- _To do_: When the line containing "so the mapping" is reached, include it and end there; set down verbatim every line before it, starting at the top of the records.

- _Records_:
BEGIN
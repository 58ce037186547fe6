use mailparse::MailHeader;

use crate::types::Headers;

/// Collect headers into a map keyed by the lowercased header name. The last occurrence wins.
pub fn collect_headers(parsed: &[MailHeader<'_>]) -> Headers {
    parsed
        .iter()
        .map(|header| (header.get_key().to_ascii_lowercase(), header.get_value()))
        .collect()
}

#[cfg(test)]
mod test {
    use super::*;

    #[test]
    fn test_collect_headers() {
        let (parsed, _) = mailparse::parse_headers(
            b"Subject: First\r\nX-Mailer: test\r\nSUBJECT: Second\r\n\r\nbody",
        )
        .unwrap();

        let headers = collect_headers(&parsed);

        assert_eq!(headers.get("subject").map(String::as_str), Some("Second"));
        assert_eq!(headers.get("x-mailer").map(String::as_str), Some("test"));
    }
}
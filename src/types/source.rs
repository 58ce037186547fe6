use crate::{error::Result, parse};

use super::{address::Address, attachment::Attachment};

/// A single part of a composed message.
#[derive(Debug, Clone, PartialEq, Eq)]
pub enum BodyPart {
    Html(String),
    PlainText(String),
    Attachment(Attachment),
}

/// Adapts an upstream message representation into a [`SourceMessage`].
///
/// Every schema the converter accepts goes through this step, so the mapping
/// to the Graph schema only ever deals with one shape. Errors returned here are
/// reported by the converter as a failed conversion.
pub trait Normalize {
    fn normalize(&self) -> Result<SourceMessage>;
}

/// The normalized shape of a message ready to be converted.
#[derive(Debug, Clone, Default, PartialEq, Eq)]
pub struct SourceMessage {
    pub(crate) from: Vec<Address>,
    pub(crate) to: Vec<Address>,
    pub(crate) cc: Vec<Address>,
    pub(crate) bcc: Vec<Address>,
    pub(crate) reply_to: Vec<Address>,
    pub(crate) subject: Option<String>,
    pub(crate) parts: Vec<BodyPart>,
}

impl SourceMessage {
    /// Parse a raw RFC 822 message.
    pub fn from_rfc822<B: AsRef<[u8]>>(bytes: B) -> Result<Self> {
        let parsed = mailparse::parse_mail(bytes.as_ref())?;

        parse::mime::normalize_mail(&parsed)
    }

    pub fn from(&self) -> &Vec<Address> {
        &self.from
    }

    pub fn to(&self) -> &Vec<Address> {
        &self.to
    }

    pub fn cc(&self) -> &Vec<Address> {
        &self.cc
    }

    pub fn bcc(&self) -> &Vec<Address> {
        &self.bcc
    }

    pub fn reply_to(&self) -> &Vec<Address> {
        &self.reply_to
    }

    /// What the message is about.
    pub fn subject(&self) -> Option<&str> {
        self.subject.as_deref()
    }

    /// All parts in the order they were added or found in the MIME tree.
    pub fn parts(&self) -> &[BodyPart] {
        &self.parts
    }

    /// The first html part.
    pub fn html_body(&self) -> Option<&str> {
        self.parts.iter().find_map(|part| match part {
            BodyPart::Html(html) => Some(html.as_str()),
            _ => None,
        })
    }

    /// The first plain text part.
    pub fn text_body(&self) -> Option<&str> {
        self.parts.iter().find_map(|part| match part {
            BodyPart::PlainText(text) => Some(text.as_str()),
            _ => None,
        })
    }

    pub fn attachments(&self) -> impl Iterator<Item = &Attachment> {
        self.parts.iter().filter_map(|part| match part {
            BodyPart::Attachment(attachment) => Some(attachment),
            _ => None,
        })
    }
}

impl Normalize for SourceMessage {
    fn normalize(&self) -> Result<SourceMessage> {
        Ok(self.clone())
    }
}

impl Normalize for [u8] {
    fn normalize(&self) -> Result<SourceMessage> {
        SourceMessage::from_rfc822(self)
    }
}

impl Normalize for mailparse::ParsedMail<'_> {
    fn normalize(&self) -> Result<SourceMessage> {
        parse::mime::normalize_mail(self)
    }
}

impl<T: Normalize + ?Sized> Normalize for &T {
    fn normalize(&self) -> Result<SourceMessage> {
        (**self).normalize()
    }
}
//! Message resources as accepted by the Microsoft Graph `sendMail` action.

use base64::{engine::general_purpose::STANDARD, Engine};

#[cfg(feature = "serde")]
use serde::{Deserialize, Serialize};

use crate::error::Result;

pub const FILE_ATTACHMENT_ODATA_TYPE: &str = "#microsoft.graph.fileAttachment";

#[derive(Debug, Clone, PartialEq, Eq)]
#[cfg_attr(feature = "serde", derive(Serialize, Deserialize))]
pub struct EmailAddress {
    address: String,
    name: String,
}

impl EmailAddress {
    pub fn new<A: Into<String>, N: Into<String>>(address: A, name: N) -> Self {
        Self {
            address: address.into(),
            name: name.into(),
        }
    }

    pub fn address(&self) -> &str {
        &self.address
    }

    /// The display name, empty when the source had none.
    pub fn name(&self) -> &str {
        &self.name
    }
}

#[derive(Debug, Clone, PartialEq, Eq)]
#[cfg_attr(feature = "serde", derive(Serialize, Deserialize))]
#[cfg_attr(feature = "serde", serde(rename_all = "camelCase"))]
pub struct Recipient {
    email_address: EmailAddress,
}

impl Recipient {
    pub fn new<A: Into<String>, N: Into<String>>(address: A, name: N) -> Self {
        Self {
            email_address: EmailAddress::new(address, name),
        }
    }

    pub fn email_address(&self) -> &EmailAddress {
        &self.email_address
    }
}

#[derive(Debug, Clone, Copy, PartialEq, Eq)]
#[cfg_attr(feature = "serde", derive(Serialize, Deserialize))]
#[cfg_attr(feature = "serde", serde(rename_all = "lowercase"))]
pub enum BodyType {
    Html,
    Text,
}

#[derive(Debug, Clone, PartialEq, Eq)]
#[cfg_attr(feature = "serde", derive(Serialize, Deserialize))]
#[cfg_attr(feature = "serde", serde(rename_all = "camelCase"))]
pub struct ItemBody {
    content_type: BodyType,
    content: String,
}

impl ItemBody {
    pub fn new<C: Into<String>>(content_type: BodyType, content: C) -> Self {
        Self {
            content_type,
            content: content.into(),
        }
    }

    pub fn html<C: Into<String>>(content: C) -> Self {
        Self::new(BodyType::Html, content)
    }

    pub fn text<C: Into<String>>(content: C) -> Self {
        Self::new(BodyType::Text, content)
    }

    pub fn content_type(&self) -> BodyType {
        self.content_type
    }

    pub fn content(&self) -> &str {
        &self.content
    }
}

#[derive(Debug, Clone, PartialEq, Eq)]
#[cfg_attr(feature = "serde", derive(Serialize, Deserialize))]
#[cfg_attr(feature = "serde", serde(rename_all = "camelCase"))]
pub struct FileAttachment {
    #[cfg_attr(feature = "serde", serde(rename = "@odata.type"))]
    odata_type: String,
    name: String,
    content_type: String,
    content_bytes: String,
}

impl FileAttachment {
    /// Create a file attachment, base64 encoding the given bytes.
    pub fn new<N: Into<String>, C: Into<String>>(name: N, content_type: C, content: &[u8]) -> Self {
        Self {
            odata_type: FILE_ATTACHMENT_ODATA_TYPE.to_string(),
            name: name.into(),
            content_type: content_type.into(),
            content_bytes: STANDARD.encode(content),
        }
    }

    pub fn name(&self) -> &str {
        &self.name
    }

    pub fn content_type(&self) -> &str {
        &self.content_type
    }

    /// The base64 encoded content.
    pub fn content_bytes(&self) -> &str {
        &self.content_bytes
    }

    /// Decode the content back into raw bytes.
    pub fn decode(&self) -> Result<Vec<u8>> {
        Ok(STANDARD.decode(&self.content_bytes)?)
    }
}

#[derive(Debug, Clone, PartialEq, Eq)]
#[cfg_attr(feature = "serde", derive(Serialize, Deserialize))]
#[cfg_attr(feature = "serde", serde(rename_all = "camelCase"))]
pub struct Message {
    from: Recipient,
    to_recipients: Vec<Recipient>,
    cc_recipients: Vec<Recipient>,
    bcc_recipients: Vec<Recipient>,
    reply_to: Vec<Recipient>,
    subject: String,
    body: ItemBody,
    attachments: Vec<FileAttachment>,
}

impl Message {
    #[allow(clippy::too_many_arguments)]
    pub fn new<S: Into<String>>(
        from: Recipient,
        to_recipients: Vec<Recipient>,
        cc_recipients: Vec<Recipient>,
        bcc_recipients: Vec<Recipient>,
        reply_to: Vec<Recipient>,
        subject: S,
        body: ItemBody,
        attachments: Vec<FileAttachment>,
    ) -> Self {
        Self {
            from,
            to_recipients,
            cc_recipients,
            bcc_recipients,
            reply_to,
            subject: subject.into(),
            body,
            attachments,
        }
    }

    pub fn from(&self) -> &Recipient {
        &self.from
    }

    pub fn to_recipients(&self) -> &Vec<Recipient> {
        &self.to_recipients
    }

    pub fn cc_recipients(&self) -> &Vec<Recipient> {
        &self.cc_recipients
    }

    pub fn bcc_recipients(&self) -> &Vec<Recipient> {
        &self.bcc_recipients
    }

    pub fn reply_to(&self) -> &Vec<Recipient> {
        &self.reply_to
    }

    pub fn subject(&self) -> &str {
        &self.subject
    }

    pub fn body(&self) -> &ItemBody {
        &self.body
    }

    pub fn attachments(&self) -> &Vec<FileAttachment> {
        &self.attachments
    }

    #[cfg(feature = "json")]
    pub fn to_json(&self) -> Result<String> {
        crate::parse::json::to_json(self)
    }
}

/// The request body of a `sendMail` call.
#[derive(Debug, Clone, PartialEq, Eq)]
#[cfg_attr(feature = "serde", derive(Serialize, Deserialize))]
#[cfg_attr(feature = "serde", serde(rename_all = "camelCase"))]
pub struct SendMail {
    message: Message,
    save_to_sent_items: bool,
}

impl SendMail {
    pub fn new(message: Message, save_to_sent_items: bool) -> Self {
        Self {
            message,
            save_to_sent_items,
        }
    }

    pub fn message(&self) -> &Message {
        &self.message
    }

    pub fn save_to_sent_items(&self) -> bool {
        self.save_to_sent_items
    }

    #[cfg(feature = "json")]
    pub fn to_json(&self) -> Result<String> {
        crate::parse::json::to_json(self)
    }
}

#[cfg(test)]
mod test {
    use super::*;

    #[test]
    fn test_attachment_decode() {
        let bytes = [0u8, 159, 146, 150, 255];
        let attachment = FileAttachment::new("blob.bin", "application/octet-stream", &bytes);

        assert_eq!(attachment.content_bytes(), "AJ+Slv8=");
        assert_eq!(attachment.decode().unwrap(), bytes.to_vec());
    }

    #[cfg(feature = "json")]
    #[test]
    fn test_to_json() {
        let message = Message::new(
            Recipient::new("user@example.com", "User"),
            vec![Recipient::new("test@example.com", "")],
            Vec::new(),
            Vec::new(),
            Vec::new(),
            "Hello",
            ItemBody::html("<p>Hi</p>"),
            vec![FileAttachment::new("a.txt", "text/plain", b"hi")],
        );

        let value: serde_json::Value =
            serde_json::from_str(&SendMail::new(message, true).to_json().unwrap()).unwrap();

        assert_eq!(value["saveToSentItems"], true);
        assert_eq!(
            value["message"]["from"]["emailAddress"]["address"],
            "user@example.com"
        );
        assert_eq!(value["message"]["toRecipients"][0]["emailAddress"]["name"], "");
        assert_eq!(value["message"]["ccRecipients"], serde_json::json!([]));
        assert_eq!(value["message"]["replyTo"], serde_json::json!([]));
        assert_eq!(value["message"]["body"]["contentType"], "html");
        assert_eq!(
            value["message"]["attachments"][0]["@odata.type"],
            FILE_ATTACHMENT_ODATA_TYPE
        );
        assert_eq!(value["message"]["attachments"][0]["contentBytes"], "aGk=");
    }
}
END
- _Answer area_:
repository 58ce037186547fe6
use mailparse::MailHeader;

use crate::types::Headers;

/// Collect headers into a map keyed by the lowercased header name. The last occurrence wins.
pub fn collect_headers(parsed: &[MailHeader<'_>]) -> Headers {
    parsed
        .iter()
        .map(|header| (header.get_key().to_ascii_lowercase(), header.get_value()))
        .collect()
}

#[cfg(test)]
mod test {
    use super::*;

    #[test]
    fn test_collect_headers() {
        let (parsed, _) = mailparse::parse_headers(
            b"Subject: First\r\nX-Mailer: test\r\nSUBJECT: Second\r\n\r\nbody",
        )
        .unwrap();

        let headers = collect_headers(&parsed);

        assert_eq!(headers.get("subject").map(String::as_str), Some("Second"));
        assert_eq!(headers.get("x-mailer").map(String::as_str), Some("test"));
    }
}
filename src/types/source.rs
repository 58ce037186547fe6
use crate::{error::Result, parse};

use super::{address::Address, attachment::Attachment};

/// A single part of a composed message.
#[derive(Debug, Clone, PartialEq, Eq)]
pub enum BodyPart {
    Html(String),
    PlainText(String),
    Attachment(Attachment),
}

/// Adapts an upstream message representation into a [`SourceMessage`].
///
/// Every schema the converter accepts goes through this step, so the mapping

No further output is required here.